Segment Start: RECORDS TO PROCESS

//! Long-running job types
//!
//! A job session is created by an initiation call returning `session_id`
//! and then observed through a status endpoint until it reaches a terminal
//! state. The session record enforces two invariants:
//! - `attempt` never exceeds `max_attempts`
//! - `status` never regresses (pending → processing → completed | error)

use std::fmt;

use serde::{Deserialize, Serialize};
use serde_json::{Map, Value};

/// Backend-reported job status
#[derive(Debug, Clone, Copy, PartialEq, Eq, Hash, Serialize, Deserialize)]
#[serde(rename_all = "lowercase")]
pub enum JobStatus {
    #[serde(alias = "queued")]
    Pending,
    #[serde(alias = "running", alias = "in_progress")]
    Processing,
    #[serde(alias = "done", alias = "success")]
    Completed,
    #[serde(alias = "failed")]
    Error,
}

impl JobStatus {
    /// Completed and error are terminal.
    pub fn is_terminal(self) -> bool {
        matches!(self, JobStatus::Completed | JobStatus::Error)
    }

    fn rank(self) -> u8 {
        match self {
            JobStatus::Pending => 0,
            JobStatus::Processing => 1,
            JobStatus::Completed | JobStatus::Error => 2,
        }
    }
}

impl fmt::Display for JobStatus {
    fn fmt(&self, f: &mut fmt::Formatter<'_>) -> fmt::Result {
        let label = match self {
            JobStatus::Pending => "pending",
            JobStatus::Processing => "processing",
            JobStatus::Completed => "completed",
            JobStatus::Error => "error",
        };
        f.write_str(label)
    }
}

/// Response of a job initiation call: `{ "session_id": "..." }`
#[derive(Debug, Clone, Default, PartialEq, Eq, Serialize, Deserialize)]
pub struct JobTicket {
    #[serde(default)]
    pub session_id: Option<String>,
}

impl JobTicket {
    /// Session id if present and non-blank.
    pub fn session_id(&self) -> Option<&str> {
        self.session_id.as_deref().filter(|id| !id.trim().is_empty())
    }
}

/// Response of a status poll
///
/// Job-specific result fields are kept verbatim in `fields`.
#[derive(Debug, Clone, PartialEq, Serialize, Deserialize)]
pub struct JobStatusReport {
    pub status: JobStatus,
    #[serde(default, skip_serializing_if = "Option::is_none")]
    pub message: Option<String>,
    #[serde(default, skip_serializing_if = "Option::is_none")]
    pub error: Option<String>,
    #[serde(flatten)]
    pub fields: Map<String, Value>,
}

impl JobStatusReport {
    pub fn new(status: JobStatus) -> Self {
        Self { status, message: None, error: None, fields: Map::new() }
    }

    /// Attach a job-specific result field.
    pub fn with_field(mut self, key: impl Into<String>, value: Value) -> Self {
        self.fields.insert(key.into(), value);
        self
    }

    /// Backend failure message, preferring `error` over `message`.
    pub fn failure_message(&self) -> String {
        self.error
            .as_deref()
            .or(self.message.as_deref())
            .filter(|msg| !msg.trim().is_empty())
            .unwrap_or("The job failed without a message")
            .to_string()
    }
}

/// Client-side record of one job session
#[derive(Debug, Clone, PartialEq, Eq, Serialize)]
pub struct JobSession {
    pub session_id: String,
    pub status: JobStatus,
    pub attempt: u32,
    pub max_attempts: u32,
    pub stage_index: usize,
}

impl JobSession {
    pub fn new(session_id: impl Into<String>, max_attempts: u32) -> Self {
        Self {
            session_id: session_id.into(),
            status: JobStatus::Pending,
            attempt: 0,
            max_attempts,
            stage_index: 0,
        }
    }

    /// Consume one poll attempt.
    ///
    /// Returns `false` without changing the counter once the budget is spent.
    pub fn begin_attempt(&mut self) -> bool {
        if self.attempt >= self.max_attempts {
            return false;
        }
        self.attempt += 1;
        true
    }

    pub fn attempts_exhausted(&self) -> bool {
        self.attempt >= self.max_attempts
    }

    /// Apply an observed status, ignoring regressions and any change after a
    /// terminal state. Returns the effective status.
    pub fn observe(&mut self, reported: JobStatus) -> JobStatus {
        if !self.status.is_terminal() && reported.rank() >= self.status.rank() {
            self.status = reported;
        }
        self.status
    }
}

/// One UI stage the job narrates through
#[derive(Debug, Clone, PartialEq, Eq, Serialize, Deserialize)]
pub struct StageDefinition {
    pub key: String,
    pub label: String,
}

impl StageDefinition {
    pub fn new(key: impl Into<String>, label: impl Into<String>) -> Self {
        Self { key: key.into(), label: label.into() }
    }
}

/// Progress snapshot handed to observers after each non-terminal poll
#[derive(Debug, Clone, PartialEq, Eq, Serialize)]
pub struct JobProgress {
    pub session_id: String,
    pub attempt: u32,
    pub max_attempts: u32,
    /// 1-based index into the declared stages
    pub stage_index: usize,
    pub stage: Option<StageDefinition>,
    pub status: JobStatus,
}

/// Body of a CV rewrite initiation request
#[derive(Debug, Clone, PartialEq, Serialize, Deserialize)]
pub struct RewriteRequest {
    /// Structured CV content as produced by the parser
    pub cv: Value,
    #[serde(default, skip_serializing_if = "Option::is_none")]
    pub cv_id: Option<String>,
    #[serde(default, skip_serializing_if = "Option::is_none")]
    pub job_description: Option<String>,
    #[serde(default, skip_serializing_if = "Option::is_none")]
    pub instructions: Option<String>,
}

/// Response of a CV upload
#[derive(Debug, Clone, PartialEq, Serialize, Deserialize)]
pub struct UploadReceipt {
    #[serde(default)]
    pub id: Option<String>,
    #[serde(flatten)]
    pub fields: Map<String, Value>,
}

#[cfg(test)]
mod tests {
    use serde_json::json;

    use super::*;

    #[test]
    fn status_never_regresses() {
        let mut session = JobSession::new("abc", 5);
        assert_eq!(session.observe(JobStatus::Processing), JobStatus::Processing);
        assert_eq!(session.observe(JobStatus::Pending), JobStatus::Processing);
        assert_eq!(session.observe(JobStatus::Completed), JobStatus::Completed);
        assert_eq!(session.observe(JobStatus::Error), JobStatus::Completed);
        assert_eq!(session.observe(JobStatus::Processing), JobStatus::Completed);
    }

    #[test]
    fn pending_may_jump_to_terminal() {
        let mut session = JobSession::new("abc", 5);
        assert_eq!(session.observe(JobStatus::Error), JobStatus::Error);
    }

    #[test]
    fn attempts_are_bounded() {
        let mut session = JobSession::new("abc", 2);
        assert!(session.begin_attempt());
        assert!(session.begin_attempt());
        assert!(!session.begin_attempt());
        assert_eq!(session.attempt, 2);
        assert!(session.attempts_exhausted());
    }

    #[test]
    fn status_report_keeps_result_fields() {
        let report: JobStatusReport = serde_json::from_value(json!({
            "status": "completed",
            "rewritten_cv": { "summary": "Seasoned engineer" },
            "score": 87
        }))
        .unwrap();

        assert_eq!(report.status, JobStatus::Completed);
        assert_eq!(report.fields["score"], json!(87));
        assert!(report.fields.contains_key("rewritten_cv"));
    }

    #[test]
    fn status_aliases_are_accepted() {
        let report: JobStatusReport = serde_json::from_value(json!({"status": "failed"})).unwrap();
        assert_eq!(report.status, JobStatus::Error);
        let report: JobStatusReport = serde_json::from_value(json!({"status": "queued"})).unwrap();
        assert_eq!(report.status, JobStatus::Pending);
    }

    #[test]
    fn failure_message_prefers_error_field() {
        let mut report = JobStatusReport::new(JobStatus::Error);
        assert_eq!(report.failure_message(), "The job failed without a message");
        report.message = Some("generic".into());
        assert_eq!(report.failure_message(), "generic");
        report.error = Some("model quota exceeded".into());
        assert_eq!(report.failure_message(), "model quota exceeded");
    }

    #[test]
    fn blank_session_id_is_absent() {
        let ticket: JobTicket = serde_json::from_value(json!({"session_id": "  "})).unwrap();
        assert!(ticket.session_id().is_none());
        let ticket: JobTicket = serde_json::from_value(json!({})).unwrap();
        assert!(ticket.session_id().is_none());
        let ticket: JobTicket = serde_json::from_value(json!({"session_id": "abc"})).unwrap();
        assert_eq!(ticket.session_id(), Some("abc"));
    }
}
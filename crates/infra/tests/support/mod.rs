//! Shared fixtures for infra integration tests
#![allow(dead_code)]

use std::sync::atomic::{AtomicU32, Ordering};
use std::sync::Arc;
use std::time::Duration;

use cvforge_common::{CircuitConfig, ResilienceRegistry};
use cvforge_core::{JobOptions, JobPoller, SessionListener};
use cvforge_domain::{Config, CredentialPair};
use cvforge_infra::{
    ApiClient, AuthClient, CvService, MemoryTokenStore, RequestExecutor, SessionManager,
};
use wiremock::MockServer;

/// Config pointed at the mock server with millisecond backoff.
pub fn test_config(server: &MockServer) -> Config {
    let mut config = Config::default();
    config.api.base_url = server.uri();
    config.api.request_timeout_secs = 5;
    config.resilience.backoff_ms = vec![1, 2, 4];
    config.jobs.poll_interval_ms = 5;
    config
}

pub fn registry_for(config: &Config) -> ResilienceRegistry {
    ResilienceRegistry::new(
        CircuitConfig {
            failure_threshold: config.resilience.failure_threshold,
            cooldown: config.resilience.cooldown(),
        },
        config.resilience.cache_ttl(),
        config.resilience.cache_max_entries,
    )
}

pub fn executor(config: &Config) -> RequestExecutor {
    RequestExecutor::from_config(config, registry_for(config), false).unwrap()
}

#[derive(Default)]
pub struct RecordingListener {
    pub expired: AtomicU32,
}

impl RecordingListener {
    pub fn expired_count(&self) -> u32 {
        self.expired.load(Ordering::SeqCst)
    }
}

impl SessionListener for RecordingListener {
    fn on_session_expired(&self) {
        self.expired.fetch_add(1, Ordering::SeqCst);
    }
}

/// Fully wired client stack sharing one registry.
pub struct Stack {
    pub config: Config,
    pub registry: ResilienceRegistry,
    pub store: Arc<MemoryTokenStore>,
    pub session: Arc<SessionManager>,
    pub listener: Arc<RecordingListener>,
    pub client: ApiClient,
    pub cv: CvService,
}

pub async fn stack(config: Config, credentials: Option<CredentialPair>) -> Stack {
    let registry = registry_for(&config);
    let store = Arc::new(match credentials {
        Some(pair) => MemoryTokenStore::with_credentials(pair),
        None => MemoryTokenStore::new(),
    });

    let auth_executor = RequestExecutor::from_config(&config, registry.clone(), true).unwrap();
    let auth = AuthClient::new(auth_executor, config.api.clone(), config.session.clone());
    let session = Arc::new(SessionManager::new(
        store.clone(),
        auth,
        registry.clone(),
        &config.session,
    ));
    let listener = Arc::new(RecordingListener::default());
    session.set_listener(listener.clone());
    session.restore().await.unwrap();

    let executor = RequestExecutor::from_config(&config, registry.clone(), false).unwrap();
    let client = ApiClient::new(executor, session.clone(), config.api.clone());
    let poller = JobPoller::new(JobOptions {
        max_attempts: config.jobs.max_attempts,
        poll_interval: Duration::from_millis(config.jobs.poll_interval_ms),
    });
    let cv = CvService::new(client.clone(), poller, config.jobs.clone());

    Stack { config, registry, store, session, listener, client, cv }
}
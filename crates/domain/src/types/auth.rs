//! Credential and session types
//!
//! Wire shapes follow the backend's token endpoints:
//! - refresh: `{ "refresh": ... }` → `{ "access": ... }`
//! - obtain:  `{ "username": ..., "password": ... }` → `{ "access": ..., "refresh": ... }`

use std::fmt;

use serde::{Deserialize, Serialize};

/// Access/refresh token pair owned by the session manager
#[derive(Clone, PartialEq, Eq, Serialize, Deserialize)]
pub struct CredentialPair {
    /// Short-lived signed token carrying an `exp` claim
    pub access_token: String,
    /// Longer-lived opaque token used only against the refresh endpoint
    pub refresh_token: String,
}

impl CredentialPair {
    pub fn new(access_token: impl Into<String>, refresh_token: impl Into<String>) -> Self {
        Self { access_token: access_token.into(), refresh_token: refresh_token.into() }
    }
}

// Tokens must never reach log output.
impl fmt::Debug for CredentialPair {
    fn fmt(&self, f: &mut fmt::Formatter<'_>) -> fmt::Result {
        f.debug_struct("CredentialPair")
            .field("access_token", &"<redacted>")
            .field("refresh_token", &"<redacted>")
            .finish()
    }
}

/// Body of `POST /api/token/refresh/`
#[derive(Debug, Clone, Serialize)]
pub struct RefreshRequest {
    pub refresh: String,
}

/// Successful refresh response
///
/// Backends that rotate refresh tokens also return a new `refresh`.
#[derive(Clone, Deserialize)]
pub struct RefreshResponse {
    pub access: String,
    #[serde(default)]
    pub refresh: Option<String>,
}

impl fmt::Debug for RefreshResponse {
    fn fmt(&self, f: &mut fmt::Formatter<'_>) -> fmt::Result {
        f.debug_struct("RefreshResponse").field("rotated", &self.refresh.is_some()).finish()
    }
}

/// Body of the login (token obtain) request
#[derive(Clone, Serialize)]
pub struct LoginRequest {
    pub username: String,
    pub password: String,
}

impl fmt::Debug for LoginRequest {
    fn fmt(&self, f: &mut fmt::Formatter<'_>) -> fmt::Result {
        f.debug_struct("LoginRequest").field("username", &self.username).finish_non_exhaustive()
    }
}

/// Successful login response
#[derive(Clone, Deserialize)]
pub struct LoginResponse {
    pub access: String,
    pub refresh: String,
}

impl From<LoginResponse> for CredentialPair {
    fn from(value: LoginResponse) -> Self {
        CredentialPair::new(value.access, value.refresh)
    }
}

/// Observable session lifecycle state
#[derive(Debug, Clone, Copy, PartialEq, Eq, Serialize, Deserialize)]
#[serde(rename_all = "snake_case")]
pub enum SessionState {
    /// Access token present and its expiry claim is in the future
    Valid,
    /// Access token present but its expiry claim has passed
    Expired,
    /// A refresh call is in flight
    Refreshing,
    /// No tokens, or the last refresh attempt failed
    Unauthenticated,
}

impl SessionState {
    pub fn is_authenticated(self) -> bool {
        !matches!(self, SessionState::Unauthenticated)
    }
}

impl fmt::Display for SessionState {
    fn fmt(&self, f: &mut fmt::Formatter<'_>) -> fmt::Result {
        let label = match self {
            SessionState::Valid => "valid",
            SessionState::Expired => "expired",
            SessionState::Refreshing => "refreshing",
            SessionState::Unauthenticated => "unauthenticated",
        };
        f.write_str(label)
    }
}
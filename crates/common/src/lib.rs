//! Modular common utilities shared across CvForge crates.
//!
//! # Feature Tiers
//!
//! Enable cargo features to opt into the tiers you need:
//! - `foundation`: access-token claim decoding
//! - `runtime`: clock, backoff schedule and the shared state stores (circuit
//!   registry, response cache)
//! - `test-utils`: helpers for minting test tokens

#![forbid(unsafe_code)]
#![warn(rust_2018_idioms)]
#![warn(clippy::all, clippy::perf, clippy::complexity, clippy::suspicious)]

// Foundation tier
// -----------------------------------------------------------------
#[cfg(feature = "foundation")]
pub mod auth;

// Runtime tier
// --------------------------------------------------------------------
#[cfg(feature = "runtime")]
pub mod cache;
#[cfg(feature = "runtime")]
pub mod resilience;
#[cfg(feature = "runtime")]
pub mod time;

// Testing utilities
// ---------------------------------------------------------------
#[cfg(feature = "test-utils")]
pub mod testing;

// Re-export commonly used types and traits for convenience
// ------------------------
#[cfg(feature = "foundation")]
pub use auth::{decode_claims, is_token_expired, ClaimsError, TokenClaims};
#[cfg(feature = "runtime")]
pub use cache::{CacheKey, CacheStats, ResponseCache};
#[cfg(feature = "runtime")]
pub use resilience::{
    BackoffSchedule, CircuitConfig, CircuitRecord, CircuitRegistry, CircuitStatus,
    ResilienceRegistry,
};
#[cfg(feature = "runtime")]
pub use time::{Clock, MockClock, SystemClock};
//! Backend API access
//!
//! - [`auth`]: auth-exempt calls (login, registration, password reset, refresh)
//! - [`session`]: credential ownership and single-flight refresh
//! - [`client`]: bearer attachment with refresh-and-replay
//! - [`cv`]: CV upload and the rewrite job

pub mod auth;
pub mod client;
pub mod cv;
pub mod errors;
pub mod session;

pub use auth::AuthClient;
pub use client::ApiClient;
pub use cv::{default_rewrite_stages, CvService};
pub use errors::{ApiError, ApiErrorCategory, EnhancedError};
pub use session::SessionManager;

Segment End: RECORDS TO PROCESS

REQUIREMENT: Display each line of the data where "queued" occurs.

EXERCISE ANSWER:
    #[serde(alias = "queued")]
        let report: JobStatusReport = serde_json::from_value(json!({"status": "queued"})).unwrap();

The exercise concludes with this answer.